Public Servants are facing massive attacks on their working conditions, extraordinary leaked documents have revealed. The papers are the offers put to the government on July 28 by officials of the Public Sector Union in wages negotiations that have dragged on for a year.

The documents show that in return for a $12 weekly pay rise, union officials were prepared to concede on measures to reduce absenteeism by 20% within a year and to continue to reduce it thereafter, to allow individual agencies to create their own rules for sacking staff, to reduce higher duties entitlements and to move towards the government's aim of eliminating promotions appeals.

"They put this on the table to try to grab a quick $12 and make Bill Kelty look good. The membership comes last with those people", Trevor Deeming, of the Rank and File Alternative (RFA) group in the NSW PSU told Green Left Weekly.

In the event, the government rejected the officials' offer as insufficient. None of this would have seen the light of day if the RFA had not obtained the documents.

In stormy PSU mass meetings beginning on August 8, rank and file members in three states initiated motions in response to the perceived inability of the ALP-dominated leadership to confront the Hawke government.

At the Sydney city meeting, PSU assistant national secretary David Bunn accused Hawke and finance minister Ralph Willis of immorality for attaching trade-off demands to the previously agreed $12 rise. The PSU leadership supports the ALP's parliamentary left faction.

Having failed completely in negotiations with the government, the PSU leadership is now desperate to get back into the Industrial Relations Commission to get the 2.5% available under the April national wage ruling and swallow the attached no-extra-claims agreement. IRC guidelines exclude any possibility of back pay for the time lost since April.

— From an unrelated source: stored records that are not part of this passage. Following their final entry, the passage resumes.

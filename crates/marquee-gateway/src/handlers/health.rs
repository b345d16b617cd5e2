use crate::model::{HealthResponse, MessageResponse};
use axum::Json;

pub async fn root_handler() -> Json<MessageResponse> {
    Json(MessageResponse::new("hola mundo"))
}

pub async fn health_handler() -> Json<HealthResponse> {
    Json(HealthResponse { status: "ok" })
}
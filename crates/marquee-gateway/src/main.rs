use std::sync::Arc;

use anyhow::Context;
use clap::Parser;
use marquee_catalog::CatalogService;
use marquee_core::Schema;
use marquee_gateway::cli::CLI;
use marquee_gateway::{telemetry, App, AppState, OriginPolicy};
use marquee_generator::UuidGenerator;
use marquee_storage::{seed, InMemoryRepository};
use tracing::info;

#[tokio::main]
async fn main() -> anyhow::Result<()> {
    let config = CLI::parse();
    telemetry::init(config.log_format);

    let schema = Schema::current();
    let movies = match &config.seed_path {
        Some(path) => seed::from_path(path, &schema)
            .with_context(|| format!("failed to load seed dataset {}", path.display()))?,
        None => seed::bundled(&schema).context("failed to load bundled seed dataset")?,
    };
    let policy = OriginPolicy::from_origins(&config.allowed_origins)?;

    info!(
        movies = movies.len(),
        allowed_origins = ?config.allowed_origins,
        max_year = schema.max_year(),
        "seeded movie catalog"
    );

    let repository = InMemoryRepository::with_movies(schema, movies);
    let catalog = CatalogService::with_schema(repository, UuidGenerator::new(), schema);
    let app = App::router(AppState::new(Arc::new(catalog)), policy);

    let listener = tokio::net::TcpListener::bind(config.listen_addr())
        .await
        .with_context(|| format!("failed to bind {}", config.listen_addr()))?;
    info!(listen_addr = %listener.local_addr()?, "starting gateway server");

    axum::serve(listener, app)
        .with_graceful_shutdown(shutdown_signal())
        .await?;

    info!("gateway server stopped");
    Ok(())
}

async fn shutdown_signal() {
    if let Err(e) = tokio::signal::ctrl_c().await {
        tracing::error!(error = %e, "failed to listen for shutdown signal");
    }
}
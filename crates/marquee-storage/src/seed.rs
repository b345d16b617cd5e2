//! Loading of the initial movie collection.
//!
//! A dataset is a JSON array of movie objects, each carrying its own `id`.
//! Every entry goes through the same [`Schema`] as client writes, so the
//! store never starts out holding a record a client could not have created.

use crate::error::SeedError;
use marquee_core::{Movie, MovieId, Schema};
use serde_json::{Map, Value};
use std::collections::HashSet;
use std::path::Path;
use tracing::debug;

/// The dataset compiled into the binary.
pub const BUNDLED: &str = include_str!("../data/movies.json");

/// Loads the bundled dataset.
pub fn bundled(schema: &Schema) -> Result<Vec<Movie>, SeedError> {
    parse(BUNDLED, schema)
}

/// Loads a dataset from a file on disk.
pub fn from_path(path: impl AsRef<Path>, schema: &Schema) -> Result<Vec<Movie>, SeedError> {
    let path = path.as_ref();
    debug!(path = %path.display(), "reading seed dataset");
    let json = std::fs::read_to_string(path)?;
    parse(&json, schema)
}

/// Parses and validates a dataset, preserving its order.
pub fn parse(json: &str, schema: &Schema) -> Result<Vec<Movie>, SeedError> {
    let entries: Vec<Map<String, Value>> = serde_json::from_str(json)?;
    let mut seen = HashSet::with_capacity(entries.len());
    let mut movies = Vec::with_capacity(entries.len());

    for (index, mut entry) in entries.into_iter().enumerate() {
        let id = match entry.remove("id") {
            Some(Value::String(id)) => MovieId::new(id),
            _ => return Err(SeedError::MissingId { index }),
        };
        let draft = schema
            .validate_full(&Value::Object(entry))
            .map_err(|source| SeedError::Invalid { index, source })?;

        if !seen.insert(id.clone()) {
            return Err(SeedError::DuplicateId(id));
        }
        movies.push(Movie::new(id, draft));
    }

    debug!(count = movies.len(), "parsed seed dataset");
    Ok(movies)
}
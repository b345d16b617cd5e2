use crate::error::CatalogError;
use crate::id::MovieId;
use crate::movie::Movie;
use async_trait::async_trait;
use serde_json::Value;

type Result<T> = std::result::Result<T, CatalogError>;

/// The movie resource operations exposed to the transport layer.
///
/// Write operations take the raw request body; validation happens inside
/// the catalog so every transport gets the same contract.
#[async_trait]
pub trait Catalog: Send + Sync + 'static {
    /// Lists movies, optionally filtered by a case-insensitive genre tag.
    /// An empty result is not an error.
    async fn list(&self, genre: Option<&str>) -> Result<Vec<Movie>>;

    /// Fetches a movie by id, or `Err(NotFound)`.
    async fn get(&self, id: &MovieId) -> Result<Movie>;

    /// Validates `body` as a full movie, assigns a fresh id and stores it.
    async fn create(&self, body: &Value) -> Result<Movie>;

    /// Validates `body` as a partial movie and merges it into the stored record.
    async fn update(&self, id: &MovieId, body: &Value) -> Result<Movie>;

    /// Deletes a movie by id, or `Err(NotFound)` if nothing was removed.
    async fn delete(&self, id: &MovieId) -> Result<()>;
}
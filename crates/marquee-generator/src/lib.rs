pub mod random;
pub mod seq;

use marquee_core::MovieId;

pub use crate::random::UuidGenerator;
pub use crate::seq::SeqGenerator;

/// Trait for assigning identifiers to newly created movies.
///
/// Implementations are pure generators that don't interact with storage.
pub trait Generator: Send + Sync + 'static {
    type Output: Into<MovieId>;
    /// Generates a value that can be converted into a unique movie id.
    ///
    /// The generated id should never repeat, including ids of deleted movies.
    fn generate(&self) -> Self::Output;
}
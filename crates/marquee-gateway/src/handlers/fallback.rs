use axum::http::StatusCode;
use axum::response::Html;

pub async fn fallback_handler() -> (StatusCode, Html<&'static str>) {
    (StatusCode::NOT_FOUND, Html("<h1>404</h1>"))
}
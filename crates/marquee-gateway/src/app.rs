use axum::middleware;
use axum::routing::get;
use axum::Router;
use std::sync::Arc;
use tower_http::trace::TraceLayer;

use crate::handlers::{
    create_movie_handler, delete_movie_handler, fallback_handler, get_movie_handler,
    health_handler, list_movies_handler, root_handler, update_movie_handler,
};
use crate::origin::{guard_origin, OriginPolicy};
use crate::state::AppState;

pub struct App {}

impl App {
    /// Builds the router: movie routes, a catch-all 404, and the origin
    /// allow-list in front of everything.
    pub fn router(state: AppState, policy: OriginPolicy) -> Router {
        let cors = policy.cors_layer();
        let policy = Arc::new(policy);

        Router::new()
            .route("/", get(root_handler))
            .route("/health", get(health_handler))
            .route("/movies", get(list_movies_handler).post(create_movie_handler))
            .route(
                "/movies/{id}",
                get(get_movie_handler)
                    .patch(update_movie_handler)
                    .delete(delete_movie_handler),
            )
            .fallback(fallback_handler)
            .with_state(state)
            .layer(cors)
            .layer(middleware::from_fn_with_state(policy, guard_origin))
            .layer(TraceLayer::new_for_http())
    }
}
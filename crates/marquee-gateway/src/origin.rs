//! Cross-origin allow-list enforced in front of the router.
//!
//! Requests without an `Origin` header (same-origin navigation, curl,
//! server-to-server) pass through. Requests from a listed origin pass and
//! receive CORS headers. Everything else is answered with 403 before it
//! reaches a handler.

use axum::extract::{Request, State};
use axum::http::header::{CONTENT_TYPE, ORIGIN};
use axum::http::{HeaderValue, Method};
use axum::middleware::Next;
use axum::response::{IntoResponse, Response};
use std::sync::Arc;
use thiserror::Error;
use tower_http::cors::{AllowOrigin, CorsLayer};
use tracing::warn;
use typed_builder::TypedBuilder;

use crate::error::AppError;

pub const DEFAULT_ALLOWED_ORIGINS: [&str; 4] = [
    "http://localhost:8080",
    "http://localhost:3333",
    "https://movies.com",
    "https://midu.dev",
];

#[derive(Debug, Error)]
#[error("invalid origin '{0}'")]
pub struct InvalidOrigin(pub String);

#[derive(Debug, Clone, TypedBuilder)]
pub struct OriginPolicy {
    allowed_origins: Vec<HeaderValue>,
    /// Whether requests carrying no `Origin` header are let through.
    #[builder(default = true)]
    allow_missing: bool,
}

impl Default for OriginPolicy {
    fn default() -> Self {
        Self::builder()
            .allowed_origins(
                DEFAULT_ALLOWED_ORIGINS
                    .into_iter()
                    .map(HeaderValue::from_static)
                    .collect(),
            )
            .build()
    }
}

impl OriginPolicy {
    /// Builds a policy from textual origins such as `https://movies.com`.
    pub fn from_origins<I, S>(origins: I) -> Result<Self, InvalidOrigin>
    where
        I: IntoIterator<Item = S>,
        S: AsRef<str>,
    {
        let allowed_origins = origins
            .into_iter()
            .map(|origin| {
                let origin = origin.as_ref().trim();
                HeaderValue::from_str(origin).map_err(|_| InvalidOrigin(origin.to_owned()))
            })
            .collect::<Result<Vec<_>, _>>()?;
        Ok(Self::builder().allowed_origins(allowed_origins).build())
    }

    pub fn allowed_origins(&self) -> &[HeaderValue] {
        &self.allowed_origins
    }

    /// Decides whether a request with the given `Origin` header may proceed.
    pub fn permits(&self, origin: Option<&HeaderValue>) -> bool {
        match origin {
            None => self.allow_missing,
            Some(origin) => self.allowed_origins.contains(origin),
        }
    }

    /// CORS response headers for the allowed origins.
    pub fn cors_layer(&self) -> CorsLayer {
        CorsLayer::new()
            .allow_origin(AllowOrigin::list(self.allowed_origins.clone()))
            .allow_methods([Method::GET, Method::POST, Method::PATCH, Method::DELETE])
            .allow_headers([CONTENT_TYPE])
    }
}

pub async fn guard_origin(
    State(policy): State<Arc<OriginPolicy>>,
    request: Request,
    next: Next,
) -> Response {
    let origin = request.headers().get(ORIGIN);
    if policy.permits(origin) {
        return next.run(request).await;
    }

    warn!(
        origin = ?origin,
        method = %request.method(),
        path = %request.uri().path(),
        "rejected cross-origin request"
    );
    AppError::OriginRejected.into_response()
}
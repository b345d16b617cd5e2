//! Movie catalog service implementation.
//!
//! This crate wires the schema validator, a movie store and an id
//! generator into the resource operations. Core types are re-exported
//! from `marquee_core`.

pub mod service;

pub use marquee_core::{Catalog, CatalogError};
pub use service::CatalogService;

However, there is a possibility that industrial relations minister Senator Peter Cook will legislate for payment back to the original deadline of May 16. While this would be a welcome move for many, it could also mean the end of the paid rates award, which would open the way to slashing of rates and department-by-department enterprise bargaining.

In Victoria, mass meetings accepted an official recommendation to

go to the IRC with the $12 claim, backdated to May 16. PSU secretary Peter Robson admitted that the IRC would probably convert this to a 2.5% increase, consistent with the national wage ruling.

The second half of the Accord Mark VI package, extra productivity payments, will be negotiated further with the federal government, which is demanding trade-offs. Robson promised no trade-offs but only discussions on productivity increases. The central Melbourne mass meeting passed a resolution from the rank-and-file PSU Action Group, rejecting wage bargaining on an agency-by-agency basis — enterprise bargaining. Robson opposed this motion but was defeated.

In Brisbane, an August 9 mass meeting of PSU members endorsed a national executive resolution to apply to the IRC for a $12 rise.

The resolution was accepted by the meeting only after assurances by acting secretary Phil Statham that the federal government had guaranteed to pay a $12 rise to all lower paid workers, even if the IRC orders a 2.5% rise as expected.

The resolution also demanded that the government immediately withdraw its list of trade-offs. It endorsed "the PSU's position ... that these matters are not negotiable even with the prospect of an increased pay offer".

Opponents of the motion said the government could not be trusted and there were no guarantees on trade-offs it was demanding. The official motion was carried rather than an alternative position calling for a 24-hour strike to press for the full $12 claim backdated to May 16, with further rises according to a market survey of wage comparability.